Created attachment 73508 [details]
And another, same conditions.
I think I might have a handle on this ... it looks like two threads in gnome-vfs are processing a single list without locking and both trying to free the same element. Need to investigate how it *should* work further. gnome-vfs2-2.0.2-5 seems to fix the problem I was seeing, and looks likely to fix the above, though there certainly coudl be something else going on as well. I'm going to mark it MODIFIED; Testing would be very much appreciated. (I've put the package at http://people.redhat.com/otaylor/tmp/gnome-vfs2-test until rawhide propagates) I think the crashing/unresponsive behavior I'm seeing is related. The easiest way for me to recreate it is to have Mozilla running, then try to open a nautilus window by double clicking on the home icon on my desktop. The icon will stay highlighted, nautilus never opens a file manager window, and a minute or so later the icons disappear. Sometimes they reappear much later, as if nautilus respawned after a time out period, but the new icons don't respond to double clicking. This is the process that normally hangs around, although I have seen the throbber running as well: [tomg@gemini tomg]$ ps -ef | grep nautilus tomg 875 1 0 13:14 ? 00:00:00 nautilus --sm-config-prefix /nau FWIW, when nautilus is on the fritz like this I cannot start gedit from the applications menu either. I attached the running process to gdb and tried to get a backtrace, but I'm not sure that the trace has anything that hasn't been seen before.

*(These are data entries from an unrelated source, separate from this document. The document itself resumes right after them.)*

//! Async reader for one server-streaming call
//!
//! A driver task owns the service binding and performs the operations the
//! engine asks for, one at a time, posting each completion to the queue.

use std::sync::Arc;
use tokio::sync::{mpsc, watch};
use tracing::debug;

use super::completion_queue::{CompletionEvent, CompletionSender, ReadOutcome};
use super::traits::StreamingRpc;
use crate::{Error, Result};

/// Per-call transport context
///
/// Cancelling it makes the outstanding operation and every later one fail.
#[derive(Debug, Clone)]
pub struct ClientContext {
    cancelled: Arc<watch::Sender<bool>>,
}

impl ClientContext {
    /// Create a live context
    pub fn new() -> Self {
        let (cancelled, _) = watch::channel(false);
        Self {
            cancelled: Arc::new(cancelled),
        }
    }

    /// Request cancellation of the call
    pub fn try_cancel(&self) {
        self.cancelled.send_replace(true);
    }

    /// Whether cancellation has been requested
    pub fn is_cancelled(&self) -> bool {
        *self.cancelled.borrow()
    }

    /// Resolves once cancellation has been requested
    pub async fn cancelled(&self) {
        let mut receiver = self.cancelled.subscribe();
        let _ = receiver.wait_for(|cancelled| *cancelled).await;
    }
}

impl Default for ClientContext {
    fn default() -> Self {
        Self::new()
    }
}

#[derive(Debug, Clone, Copy)]
enum Operation {
    StartCall,
    Read,
    Finish,
}

/// Handle used by the engine to issue operations
#[derive(Debug)]
pub struct ClientAsyncReader {
    operations: mpsc::UnboundedSender<Operation>,
}

impl ClientAsyncReader {
    /// Spawn the driver task for `rpc` on the current runtime
    ///
    /// The driver exits once this handle is dropped, releasing its producer
    /// side of the completion queue.
    pub fn spawn<R: StreamingRpc>(
        rpc: R,
        request: R::Request,
        context: ClientContext,
        queue: CompletionSender<R::Response>,
    ) -> Self {
        let (operations, receiver) = mpsc::unbounded_channel();
        tokio::spawn(drive(rpc, request, receiver, context, queue));
        Self { operations }
    }

    /// Start the call
    pub fn start_call(&self) -> Result<()> {
        self.issue(Operation::StartCall)
    }

    /// Read the next message
    pub fn read(&self) -> Result<()> {
        self.issue(Operation::Read)
    }

    /// Retrieve the final status
    pub fn finish(&self) -> Result<()> {
        self.issue(Operation::Finish)
    }

    fn issue(&self, operation: Operation) -> Result<()> {
        self.operations
            .send(operation)
            .map_err(|_| Error::internal(format!("reader is gone, cannot issue {:?}", operation)))
    }
}

async fn drive<R: StreamingRpc>(
    mut rpc: R,
    request: R::Request,
    mut operations: mpsc::UnboundedReceiver<Operation>,
    context: ClientContext,
    queue: CompletionSender<R::Response>,
) {
    let mut request = Some(request);

    while let Some(operation) = operations.recv().await {
        let event = match operation {
            Operation::StartCall => {
                let result = match request.take() {
                    Some(request) => tokio::select! {
                        biased;
                        _ = context.cancelled() => Err(tonic::Status::cancelled("call cancelled")),
                        result = rpc.start(request) => result,
                    },
                    None => Err(tonic::Status::failed_precondition("call already started")),
                };
                CompletionEvent::StartCall(result)
            }
            Operation::Read => {
                let outcome = tokio::select! {
                    biased;
                    _ = context.cancelled() => ReadOutcome::Failed(tonic::Status::cancelled("call cancelled")),
                    outcome = rpc.read() => outcome,
                };
                CompletionEvent::Read(outcome)
            }
            Operation::Finish => {
                if context.is_cancelled() {
                    CompletionEvent::Finish(tonic::Status::cancelled("call cancelled"))
                } else {
                    let status = tokio::select! {
                        biased;
                        _ = context.cancelled() => tonic::Status::cancelled("call cancelled"),
                        status = rpc.finish() => status,
                    };
                    CompletionEvent::Finish(status)
                }
            }
        };

        debug!(tag = ?event.tag(), succeeded = event.succeeded(), "Operation completed");

        if !queue.post(event) {
            break;
        }
    }

    debug!("Reader driver exited");
}
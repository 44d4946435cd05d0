//! Output buffer shared between a background call and its consumers

use std::sync::atomic::{AtomicBool, Ordering};
use std::sync::{Arc, Mutex, MutexGuard, OnceLock, PoisonError};
use std::thread::JoinHandle;
use tracing::{error, warn};

use super::traits::{CallResult, RequestOutput, StreamOutput};
use crate::Error;

/// Thread-safe item queue plus call status and terminate flag
///
/// The engine is the only writer; any number of consumers may drain it.
#[derive(Debug)]
pub struct OutputBuffer<T> {
    items: Mutex<Vec<T>>,
    terminate: AtomicBool,
    status: OnceLock<CallResult>,
}

impl<T> OutputBuffer<T> {
    /// Create an empty buffer
    pub fn new() -> Self {
        Self {
            items: Mutex::new(Vec::new()),
            terminate: AtomicBool::new(false),
            status: OnceLock::new(),
        }
    }

    fn items(&self) -> MutexGuard<'_, Vec<T>> {
        self.items.lock().unwrap_or_else(PoisonError::into_inner)
    }

    /// Append one received item
    pub fn add_data(&self, item: T) {
        self.items().push(item);
    }

    /// Take every buffered item, in arrival order
    pub fn get_data(&self) -> Vec<T> {
        std::mem::take(&mut *self.items())
    }

    /// Whether items are waiting to be drained
    pub fn ready(&self) -> bool {
        !self.items().is_empty()
    }

    /// Ask the engine to stop
    pub fn terminate(&self) {
        self.terminate.store(true, Ordering::SeqCst);
    }

    /// Whether termination has been requested
    pub fn terminate_requested(&self) -> bool {
        self.terminate.load(Ordering::SeqCst)
    }

    /// Terminal status, if published
    pub fn status(&self) -> Option<&CallResult> {
        self.status.get()
    }

    /// Publish the terminal status; only the first call has an effect
    pub fn set_status(&self, status: CallResult) -> bool {
        match self.status.set(status) {
            Ok(()) => true,
            Err(rejected) => {
                warn!("Call status already published, dropping {:?}", rejected);
                false
            }
        }
    }
}

impl<T> Default for OutputBuffer<T> {
    fn default() -> Self {
        Self::new()
    }
}

/// Consumer handle for a call running on a background thread
///
/// Dropping the handle requests termination and joins the worker thread, so
/// it blocks for up to one poll interval.
#[derive(Debug)]
pub struct OutputHandle<T> {
    buffer: Arc<OutputBuffer<T>>,
    worker: Mutex<Option<JoinHandle<()>>>,
}

impl<T> OutputHandle<T> {
    pub(crate) fn new(buffer: Arc<OutputBuffer<T>>, worker: JoinHandle<()>) -> Self {
        Self {
            buffer,
            worker: Mutex::new(Some(worker)),
        }
    }

    /// The shared buffer behind this handle
    pub fn buffer(&self) -> &Arc<OutputBuffer<T>> {
        &self.buffer
    }

    /// Wait for the worker and take its terminal status
    ///
    /// Yields `None` while another clone of [`buffer`](Self::buffer) is alive.
    pub fn join(mut self) -> Option<CallResult> {
        self.join_worker();
        Arc::get_mut(&mut self.buffer).and_then(|buffer| buffer.status.take())
    }

    fn worker(&self) -> MutexGuard<'_, Option<JoinHandle<()>>> {
        self.worker.lock().unwrap_or_else(PoisonError::into_inner)
    }

    fn join_worker(&self) {
        let Some(worker) = self.worker().take() else {
            return;
        };

        if worker.join().is_err() {
            error!("Request worker panicked");
            self.buffer.set_status(Err(Error::internal("request worker panicked")));
        }
    }
}

impl<T: Send> RequestOutput for OutputHandle<T> {
    fn running(&self) -> bool {
        if self.buffer.status().is_some() {
            return false;
        }
        // A missing handle is being joined by `wait`; the status settles it
        self.worker()
            .as_ref()
            .map_or(true, |worker| !worker.is_finished())
    }

    fn terminate(&self) {
        self.buffer.terminate();
    }

    fn status(&self) -> Option<&CallResult> {
        self.buffer.status()
    }

    fn ready(&self) -> bool {
        self.buffer.ready()
    }

    fn wait(&self) -> Option<&CallResult> {
        self.join_worker();
        self.buffer.status()
    }
}

impl<T: Send> StreamOutput<T> for OutputHandle<T> {
    fn get_data(&self) -> Vec<T> {
        self.buffer.get_data()
    }
}

impl<T> Drop for OutputHandle<T> {
    fn drop(&mut self) {
        self.buffer.terminate();
        self.join_worker();
    }
}
//! Configuration management for containerd-events

use crate::{Error, Result};
use serde::Deserialize;
use std::env;
use std::time::Duration;

/// Default containerd socket
pub const DEFAULT_ADDRESS: &str = "/run/containerd/containerd.sock";

/// Application configuration
#[derive(Debug, Clone, Deserialize)]
#[serde(default)]
pub struct Config {
    /// Address of the containerd socket (unix path, unix:// URI or host:port)
    pub address: String,

    /// containerd namespace sent as request metadata
    pub namespace: Option<String>,

    /// Event filters forwarded in the subscribe request
    pub filters: Vec<String>,

    /// Upper bound on a single completion queue wait in milliseconds
    pub poll_interval_ms: u64,

    /// How often the output buffer is drained in milliseconds
    pub drain_interval_ms: u64,

    /// Log level
    pub log_level: String,
}

impl Default for Config {
    fn default() -> Self {
        Self {
            address: DEFAULT_ADDRESS.to_string(),
            namespace: None,
            filters: Vec::new(),
            poll_interval_ms: 1000,
            drain_interval_ms: 1000,
            log_level: "info".to_string(),
        }
    }
}

impl Config {
    /// Load configuration from environment variables
    pub fn from_env() -> Result<Self> {
        let mut config = Config::default();

        if let Ok(address) = env::var("CONTAINERD_EVENTS_ADDRESS") {
            config.address = address;
        }

        if let Ok(namespace) = env::var("CONTAINERD_EVENTS_NAMESPACE") {
            config.namespace = Some(namespace).filter(|ns| !ns.is_empty());
        }

        if let Ok(filters) = env::var("CONTAINERD_EVENTS_FILTERS") {
            config.filters = filters
                .split(',')
                .map(str::trim)
                .filter(|f| !f.is_empty())
                .map(String::from)
                .collect();
        }

        if let Ok(poll_interval) = env::var("CONTAINERD_EVENTS_POLL_INTERVAL_MS") {
            config.poll_interval_ms = poll_interval
                .parse()
                .map_err(|_| Error::configuration("Invalid CONTAINERD_EVENTS_POLL_INTERVAL_MS"))?;
        }

        if let Ok(drain_interval) = env::var("CONTAINERD_EVENTS_DRAIN_INTERVAL_MS") {
            config.drain_interval_ms = drain_interval
                .parse()
                .map_err(|_| Error::configuration("Invalid CONTAINERD_EVENTS_DRAIN_INTERVAL_MS"))?;
        }

        if let Ok(log_level) = env::var("CONTAINERD_EVENTS_LOG_LEVEL") {
            config.log_level = log_level;
        }

        config.validate()?;
        Ok(config)
    }

    /// Load configuration from a file
    pub fn from_file(path: &str) -> Result<Self> {
        let content = std::fs::read_to_string(path)
            .map_err(|e| Error::configuration(format!("Failed to read config file: {}", e)))?;

        Self::from_toml(&content)
    }

    /// Parse configuration from TOML text
    pub fn from_toml(content: &str) -> Result<Self> {
        let config: Config = toml::from_str(content)
            .map_err(|e| Error::configuration(format!("Failed to parse config: {}", e)))?;

        config.validate()?;
        Ok(config)
    }

    fn validate(&self) -> Result<()> {
        if self.address.trim().is_empty() {
            return Err(Error::configuration("address must not be empty"));
        }
        if self.poll_interval_ms == 0 {
            return Err(Error::configuration("poll_interval_ms must be greater than zero"));
        }
        Ok(())
    }

    /// Settings the async API client needs
    pub fn client_config(&self) -> ClientConfig {
        ClientConfig {
            address: self.address.clone(),
            namespace: self.namespace.clone(),
            poll_interval: Duration::from_millis(self.poll_interval_ms),
        }
    }

    /// Interval between two drains of the output buffer
    pub fn drain_interval(&self) -> Duration {
        Duration::from_millis(self.drain_interval_ms)
    }
}

/// Settings for one async API client
#[derive(Debug, Clone)]
pub struct ClientConfig {
    /// Remote address every call of the client goes to
    pub address: String,

    /// containerd namespace sent as request metadata
    pub namespace: Option<String>,

    /// Upper bound on a single completion queue wait
    pub poll_interval: Duration,
}

impl ClientConfig {
    /// Client settings for `address` with default polling
    pub fn new<S: Into<String>>(address: S) -> Self {
        Self {
            address: address.into(),
            namespace: None,
            poll_interval: Duration::from_secs(1),
        }
    }

    /// Set the completion queue poll interval
    pub fn with_poll_interval(mut self, poll_interval: Duration) -> Self {
        self.poll_interval = poll_interval;
        self
    }

    /// Set the containerd namespace
    pub fn with_namespace<S: Into<String>>(mut self, namespace: S) -> Self {
        self.namespace = Some(namespace.into());
        self
    }
}
//! Container event conversion
//!
//! Turns raw event service envelopes into typed container events.

use chrono::{DateTime, Utc};
use phf::phf_map;
use prost::Message;
use serde::Serialize;

use crate::containerd::events::{
    ContainerCreate, ContainerDelete, ContainerUpdate, ImageCreate, ImageDelete, ImageUpdate,
    TaskExit, TaskStart,
};
use crate::containerd::services::events::v1::Envelope;
use crate::Result;

/// Kind of object an event is about
#[derive(Debug, Clone, Copy, PartialEq, Eq, Hash, Serialize)]
#[serde(rename_all = "snake_case")]
pub enum ContainerEventType {
    Container,
    Image,
    Plugin,
}

/// Topic root to event type; topics with any other root are plugin events
static TOPIC_TYPE_MAP: phf::Map<&'static str, ContainerEventType> = phf_map! {
    "containers" => ContainerEventType::Container,
    "tasks" => ContainerEventType::Container,
    "images" => ContainerEventType::Image,
};

impl ContainerEventType {
    /// Classify an event by its topic, e.g. `/containers/create`
    pub fn from_topic(topic: &str) -> Self {
        let root = topic.trim_start_matches('/').split('/').next().unwrap_or_default();
        TOPIC_TYPE_MAP
            .get(root)
            .copied()
            .unwrap_or(ContainerEventType::Plugin)
    }
}

/// Flattened event payload
#[derive(Debug, Clone, Default, PartialEq, Eq, Serialize)]
pub struct ContainerEventData {
    /// Publication time, unix seconds
    pub timestamp: i64,
    /// Action part of the topic, e.g. `create`
    pub event: String,
    pub namespace: String,
    pub container_id: String,
    pub image_name: String,
}

/// One event received from the event service
#[derive(Debug, Clone, PartialEq, Eq, Serialize)]
pub struct ContainerEvent {
    #[serde(rename = "type")]
    pub event_type: ContainerEventType,
    pub topic: String,
    /// Publication time as RFC 3339, empty when the envelope carries none
    pub time: String,
    #[serde(flatten)]
    pub data: ContainerEventData,
}

impl ContainerEvent {
    /// Decode an envelope
    ///
    /// Payloads of unknown type leave the ids empty; a known payload that
    /// fails to decode is an error.
    pub fn from_envelope(envelope: &Envelope) -> Result<Self> {
        let (timestamp, time) = match &envelope.timestamp {
            Some(ts) => {
                let time = DateTime::<Utc>::from_timestamp(ts.seconds, ts.nanos.max(0) as u32)
                    .map(|t| t.to_rfc3339())
                    .unwrap_or_default();
                (ts.seconds, time)
            }
            None => (0, String::new()),
        };

        let mut data = ContainerEventData {
            timestamp,
            event: topic_action(&envelope.topic).to_string(),
            namespace: envelope.namespace.clone(),
            ..Default::default()
        };

        if let Some(payload) = &envelope.event {
            decode_payload(&payload.type_url, &payload.value, &mut data)?;
        }

        Ok(Self {
            event_type: ContainerEventType::from_topic(&envelope.topic),
            topic: envelope.topic.clone(),
            time,
            data,
        })
    }
}

fn topic_action(topic: &str) -> &str {
    topic.rsplit('/').next().unwrap_or_default()
}

fn decode_payload(type_url: &str, value: &[u8], data: &mut ContainerEventData) -> Result<()> {
    let type_name = type_url.rsplit('/').next().unwrap_or_default();

    match type_name {
        "containerd.events.ContainerCreate" => {
            let event = ContainerCreate::decode(value)?;
            data.container_id = event.id;
            data.image_name = event.image;
        }
        "containerd.events.ContainerUpdate" => {
            let event = ContainerUpdate::decode(value)?;
            data.container_id = event.id;
            data.image_name = event.image;
        }
        "containerd.events.ContainerDelete" => {
            data.container_id = ContainerDelete::decode(value)?.id;
        }
        "containerd.events.ImageCreate" => {
            data.image_name = ImageCreate::decode(value)?.name;
        }
        "containerd.events.ImageUpdate" => {
            data.image_name = ImageUpdate::decode(value)?.name;
        }
        "containerd.events.ImageDelete" => {
            data.image_name = ImageDelete::decode(value)?.name;
        }
        "containerd.events.TaskStart" => {
            data.container_id = TaskStart::decode(value)?.container_id;
        }
        "containerd.events.TaskExit" => {
            data.container_id = TaskExit::decode(value)?.container_id;
        }
        _ => {}
    }

    Ok(())
}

I've attached it anyway, just in case. I installed the latest nautilus from rawhide and the gnome-vfs2 linked above, but neither solved the problem. [tomg@gemini tomg]$ rpm -q gnome-vfs2 gnome-vfs2-2.0.2-5 [tomg@gemini tomg]$ rpm -q gnome-vfs2-devel gnome-vfs2-devel-2.0.2-5 [tomg@gemini tomg]$ rpm -q nautilus nautilus-2.0.6-1 [tomg@gemini tmp]$ rpm -q gnome-session gnome-session-2.0.5-4 Created attachment 74430 [details]
backtrace from tomg
Hmm, if it really was two threads freeing the same chunk (of a list), I think MALLOC_CHECK_=2 should have produced a core every time. However, note that MALLOC_CHECK_ does affect the timing, because allocation is effectively single-threaded when using it... If you continue to reproduce the hang in malloc_consolidate, please let me know and I'll try to build the nautilus beta (I got stuck at building glib2.0 with debian patches already :-( ). OK, looks like this is still ongoing, so I'll just leave it sitting in Modified for a while. I haven't seen this problem on Psyche gold. The gnome-vfs change seems to have fixed it indeed. |